Una vez conocidas sus rutinas, comencé a seguirla. Por las tardes, a la hora de la salida, iba corriendo de mi colegio al suyo con la excitación y el pánico que conducen al lugar del crimen. Me preguntaba si su pierna izquierda sería de madera, si tendría un ojo de cristal (el de la ceja estropeada). Necesitaba estar cerca de ella, comparar su daño con el mío, como si también yo hubiera sido víctima del "accidente" en vez de su autor. Y mientras la seguía, imaginaba que íbamos el uno al lado del otro, que hablábamos, que nuestros brazos se rozaban, pues a medida que me familiarizaba con su presencia, me iba pareciendo menos fea, menos coja, incluso menos tuerta (en el caso de que tuviera un ojo de cristal). Los sábados y los domingos merodeaba por los alrededores de su casa, y si por casualidad la veía salir, regresaban de golpe todos los síntomas que mi cuerpo estrenó el día del "accidente", solo que ya había aprendido a controlarlos, por lo que no me meaba ni me cagaba encima, aunque sí sentía algún que otro retortijón y me ahogaba un poco, pues los pulmones se quedaban bloqueados y tenía mucho frío o mucho calor sin saber de qué dependía que me atacara este o aquel.
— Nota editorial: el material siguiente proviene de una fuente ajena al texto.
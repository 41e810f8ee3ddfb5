// Copyright (c) 2025 Erick Bourgeois, firestoned
// SPDX-License-Identifier: MIT

//! `VirtualService`s read from YAML manifests on disk.
//!
//! Each file may contain several `---` separated documents. Documents of other
//! kinds are skipped, so a full application bundle can be checked before it is
//! applied. Objects without a namespace land in `default`, as `kubectl apply`
//! would place them.

use super::VirtualServiceSource;
use crate::constants::{DEFAULT_NAMESPACE, ISTIO_NETWORKING_GROUP, KIND_VIRTUAL_SERVICE};
use crate::crd::VirtualService;
use crate::errors::VetError;
use async_trait::async_trait;
use kube::Resource;
use serde::Deserialize;
use std::path::{Path, PathBuf};
use tracing::debug;

/// Reads `VirtualService`s from manifest files, in file then document order.
#[derive(Clone, Debug, Default)]
pub struct ManifestSource {
    paths: Vec<PathBuf>,
}

impl ManifestSource {
    /// Create a source over the given manifest files.
    #[must_use]
    pub fn new(paths: Vec<PathBuf>) -> Self {
        Self { paths }
    }
}

/// Parse every `VirtualService` out of one manifest's contents.
///
/// `path` is only used for error reporting.
///
/// # Errors
///
/// Returns [`VetError::ManifestParse`] for invalid YAML or a malformed
/// `VirtualService`, and [`VetError::ManifestMissingName`] for one without a
/// name.
pub fn parse_manifest(path: &Path, contents: &str) -> Result<Vec<VirtualService>, VetError> {
    let mut virtual_services = Vec::new();

    for (document, deserializer) in serde_yaml::Deserializer::from_str(contents).enumerate() {
        let mut value = serde_yaml::Value::deserialize(deserializer).map_err(|source| {
            VetError::ManifestParse {
                path: path.to_path_buf(),
                source,
            }
        })?;

        if !is_virtual_service(&value) {
            continue;
        }

        // Every served version shares the fields we read; decode as the one we model
        if let Some(mapping) = value.as_mapping_mut() {
            mapping.insert(
                serde_yaml::Value::String("apiVersion".to_string()),
                serde_yaml::Value::String(VirtualService::api_version(&()).into_owned()),
            );
        }

        let mut vs: VirtualService =
            serde_yaml::from_value(value).map_err(|source| VetError::ManifestParse {
                path: path.to_path_buf(),
                source,
            })?;

        if vs.metadata.name.as_deref().unwrap_or_default().is_empty() {
            return Err(VetError::ManifestMissingName {
                path: path.to_path_buf(),
                document,
            });
        }
        if vs.metadata.namespace.as_deref().unwrap_or_default().is_empty() {
            vs.metadata.namespace = Some(DEFAULT_NAMESPACE.to_string());
        }

        virtual_services.push(vs);
    }

    Ok(virtual_services)
}

fn is_virtual_service(value: &serde_yaml::Value) -> bool {
    let kind = value.get("kind").and_then(serde_yaml::Value::as_str);
    let api_version = value.get("apiVersion").and_then(serde_yaml::Value::as_str);

    kind == Some(KIND_VIRTUAL_SERVICE)
        && api_version.is_some_and(|v| v.starts_with(&format!("{ISTIO_NETWORKING_GROUP}/")))
}

#[async_trait]
impl VirtualServiceSource for ManifestSource {
    async fn list_virtual_services(&self) -> Result<Vec<VirtualService>, VetError> {
        let mut virtual_services = Vec::new();

        for path in &self.paths {
            let contents =
                tokio::fs::read_to_string(path)
                    .await
                    .map_err(|source| VetError::ManifestIo {
                        path: path.clone(),
                        source,
                    })?;

            let parsed = parse_manifest(path, &contents)?;
            debug!(
                path = %path.display(),
                count = parsed.len(),
                "Loaded VirtualServices from manifest"
            );
            virtual_services.extend(parsed);
        }

        Ok(virtual_services)
    }
}

#[cfg(test)]
#[path = "manifest_tests.rs"]
mod manifest_tests;
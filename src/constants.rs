// Copyright (c) 2025 Erick Bourgeois, firestoned
// SPDX-License-Identifier: MIT

//! Global constants for meshvet.
//!
//! This module contains the string and numeric constants shared by the
//! checks, the sources and the CLI. Constants are organized by category.

// ============================================================================
// Istio API Constants
// ============================================================================

/// API group of Istio networking resources
pub const ISTIO_NETWORKING_GROUP: &str = "networking.istio.io";

/// API version of the `VirtualService` resources we read
pub const ISTIO_NETWORKING_VERSION: &str = "v1alpha3";

/// Kind name for `VirtualService` resource
pub const KIND_VIRTUAL_SERVICE: &str = "VirtualService";

// ============================================================================
// Hostname Constants
// ============================================================================

/// Default Kubernetes cluster domain
pub const DEFAULT_CLUSTER_DOMAIN: &str = "cluster.local";

/// Label appended to `<service>.<namespace>` to form a service host
pub const SERVICE_DOMAIN_LABEL: &str = "svc";

/// Maximum length of a fully qualified hostname (RFC 1035)
pub const MAX_HOSTNAME_LENGTH: usize = 253;

/// Maximum length of a single DNS label (RFC 1035)
pub const MAX_LABEL_LENGTH: usize = 63;

/// Wildcard label allowed as the leftmost label of a host
pub const WILDCARD_LABEL: &str = "*";

// ============================================================================
// Conflicting VirtualService Host Check
// ============================================================================

/// Identifier of the conflicting host vetter
pub const CONFLICTING_VS_HOST_VETTER_ID: &str = "ConflictingVirtualServiceHost";

/// Version of the conflicting host vetter
pub const CONFLICTING_VS_HOST_VETTER_VERSION: &str = "0.1.0";

/// Finding kind emitted when a host is defined by multiple `VirtualService`s
pub const KIND_HOST_IN_MULTIPLE_VS: &str = "host-in-multiple-vs";

/// Summary template; `${host}` is substituted from the finding attributes
pub const HOST_IN_MULTIPLE_VS_SUMMARY: &str =
    "Multiple VirtualServices define the same host - ${host}";

/// Message template; `${object_names}`, `${namespaces}` and `${host}` are substituted
pub const HOST_IN_MULTIPLE_VS_MESSAGE: &str = "The VirtualServices ${object_names} in namespace(s) \
     ${namespaces} define the same host, ${host}. A host name can be defined by only one \
     VirtualService. Consider updating the VirtualService(s) to have unique hostnames.";

/// Attribute key for the conflicting canonical host
pub const ATTR_HOST: &str = "host";

/// Attribute key for the names of the conflicting `VirtualService`s
pub const ATTR_OBJECT_NAMES: &str = "object_names";

/// Attribute key for the namespaces of the conflicting `VirtualService`s
pub const ATTR_NAMESPACES: &str = "namespaces";

/// Separator used when joining names and namespaces into one attribute
pub const ATTR_LIST_SEPARATOR: &str = ", ";

// ============================================================================
// Mesh Scope Constants
// ============================================================================

/// Namespace label enabling sidecar injection
pub const ISTIO_INJECTION_LABEL: &str = "istio-injection";

/// Value of [`ISTIO_INJECTION_LABEL`] for namespaces in the mesh
pub const ISTIO_INJECTION_ENABLED: &str = "enabled";

/// Namespace label selecting a revisioned control plane
pub const ISTIO_REVISION_LABEL: &str = "istio.io/rev";

/// Namespaces never considered part of the mesh unless overridden
pub const DEFAULT_EXCLUDED_NAMESPACES: &[&str] = &["kube-system", "kube-public", "istio-system"];

/// Namespace assigned to manifest objects that do not declare one
pub const DEFAULT_NAMESPACE: &str = "default";

// ============================================================================
// Kubernetes API Constants
// ============================================================================

/// Page size for paginated list calls against the API server
pub const KUBE_LIST_PAGE_SIZE: u32 = 100;

// ============================================================================
// Runtime Constants
// ============================================================================

/// Number of worker threads for Tokio runtime
pub const TOKIO_WORKER_THREADS: usize = 2;

/// Process exit code when `--fail-on-findings` is set and findings exist
pub const EXIT_CODE_FINDINGS: i32 = 2;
Los pelos de la ceja incompleta otorgaban a su cara la sugestión de lo asimétrico

Un día tropezó y se le cayó una carpeta que llevaba mal cerrada debajo del brazo. Al comprobar sus dificultades para agacharse, me acerqué impulsivamente y recogí la carpeta y los papeles y los metí dentro y se la entregué, todo ello con movimientos en los que no había coordinación alguna. Y ella, al darme las gracias, me miró a los ojos, y durante las milésimas de segundo que duró aquella mirada de rutina toda la fealdad de su rostro se transformó misteriosamente en belleza, como cuando un sabor que no te gustaba comienza de manera gratuita a enloquecerte. Advertí que el párpado del ojo izquierdo (el que yo imaginaba de cristal) tenía una suerte de corte y un fruncido que, lejos de afear su expresión, la hacía interesante. Y los pelos de la ceja incompleta otorgaban a su cara la sugestión de lo asimétrico. En cuanto a la cicatriz que bajaba desde esa ceja hasta la mandíbula, creo que me ayudó a descubrir el prestigio de lo roto. Tal era mi turbación, que al despedirme de ella los miembros de mi cuerpo iban cada uno por su lado, como si carecieran de un cerebro capaz de sincronizar sus movimientos.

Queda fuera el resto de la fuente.